## ABOUT THIS EXERCISE
Repeat exactly the lines from the start of the records below through the line that contains "media by extension", including both.
[[ STUDY MATERIAL open ]]
//! Scanner module for directory traversal and content identity.
//!
//! This module provides functionality for:
//! - Walking a directory tree while pruning hidden directories
//! - Classifying files as media by extension
//! - Tiered content identity (size, quick hash, full hash) per [`Item`]
//!
//! # Architecture
//!
//! The scanner is divided into submodules:
//! - [`walker`]: Directory traversal and media classification
//! - [`hasher`]: Quick (XxHash64) and full (BLAKE3) hashing
//! - [`item`]: Items with lazily memoized identity
//!
//! # Example
//!
//! ```no_run
//! use slurp::scanner::{Discovered, Walker};
//! use std::path::Path;
//!
//! for found in Walker::new(Path::new("/home/user/Pictures")).walk() {
//!     match found {
//!         Ok(Discovered::Media { path, kind }) => println!("{kind:?}: {}", path.display()),
//!         Ok(Discovered::Skipped(path)) => println!("skipped {}", path.display()),
//!         Err(e) => eprintln!("Warning: {}", e),
//!     }
//! }
//! ```

pub mod hasher;
pub mod item;
pub mod walker;

use std::path::{Path, PathBuf};

// Re-export main types
pub use hasher::{hash_to_hex, hex_to_hash, FullHash, Hasher, QuickHash, PREHASH_SIZE};
pub use item::{Item, Memo};
pub use walker::{Discovered, Walker};

/// Recognized image extensions (lower case, without the dot).
pub const IMAGE_EXTENSIONS: &[&str] = &["gif", "jpeg", "jpg", "png", "tif", "tiff"];

/// Recognized video extensions (lower case, without the dot).
pub const VIDEO_EXTENSIONS: &[&str] = &["avi", "mov", "mpeg", "mpg", "mp4"];

/// Kind of media a file holds, judged by its extension.
#[derive(Debug, Clone, Copy, PartialEq, Eq, Hash)]
pub enum MediaKind {
    /// Still image
    Image,
    /// Video clip
    Video,
}

impl MediaKind {
    /// Classify a path by its lower-cased extension.
    ///
    /// Returns `None` for files without an extension or with one that is not
    /// a recognized media type.
    ///
    /// # Example
    ///
    /// ```
    /// use slurp::scanner::MediaKind;
    /// use std::path::Path;
    ///
    /// assert_eq!(MediaKind::from_path(Path::new("a/IMG_0001.JPG")), Some(MediaKind::Image));
    /// assert_eq!(MediaKind::from_path(Path::new("clip.mp4")), Some(MediaKind::Video));
    /// assert_eq!(MediaKind::from_path(Path::new("notes.txt")), None);
    /// ```
    #[must_use]
    pub fn from_path(path: &Path) -> Option<Self> {
        let extension = path.extension()?.to_str()?.to_lowercase();
        if IMAGE_EXTENSIONS.contains(&extension.as_str()) {
            Some(Self::Image)
        } else if VIDEO_EXTENSIONS.contains(&extension.as_str()) {
            Some(Self::Video)
        } else {
            None
        }
    }
}

/// Errors that can occur during directory scanning.
#[derive(thiserror::Error, Debug)]
pub enum ScanError {
    /// Permission was denied when accessing a file or directory.
    #[error("Permission denied: {0}")]
    PermissionDenied(PathBuf),

    /// The specified path was not found.
    #[error("Path not found: {0}")]
    NotFound(PathBuf),

    /// An I/O error occurred while walking.
    #[error("I/O error for {path}: {source}")]
    Io {
        /// Path where the error occurred
        path: PathBuf,
        /// The underlying I/O error
        #[source]
        source: std::io::Error,
    },
}

/// Errors that can occur while establishing an item's identity.
#[derive(thiserror::Error, Debug)]
pub enum HashError {
    /// The file no longer exists.
    #[error("File not found: {0}")]
    NotFound(PathBuf),

    /// Permission was denied when reading the file.
    #[error("Permission denied: {0}")]
    PermissionDenied(PathBuf),

    /// An I/O error occurred while reading the file.
    #[error("I/O error for {path}: {source}")]
    Io {
        /// Path where the error occurred
        path: PathBuf,
        /// The underlying I/O error
        #[source]
        source: std::io::Error,
    },
}

impl HashError {
    /// Classify an I/O error raised while reading `path`.
    #[must_use]
    pub fn from_io(path: &Path, error: std::io::Error) -> Self {
        match error.kind() {
            std::io::ErrorKind::NotFound => Self::NotFound(path.to_path_buf()),
            std::io::ErrorKind::PermissionDenied => Self::PermissionDenied(path.to_path_buf()),
            _ => Self::Io {
                path: path.to_path_buf(),
                source: error,
            },
        }
    }

    /// The path whose identity could not be established.
    #[must_use]
    pub fn path(&self) -> &Path {
        match self {
            Self::NotFound(path) | Self::PermissionDenied(path) => path,
            Self::Io { path, .. } => path,
        }
    }
}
[[ STUDY MATERIAL closed ]]
## RESPONSE BOX
//! Scanner module for directory traversal and content identity.
//!
//! This module provides functionality for:
//! - Walking a directory tree while pruning hidden directories
//! - Classifying files as media by extension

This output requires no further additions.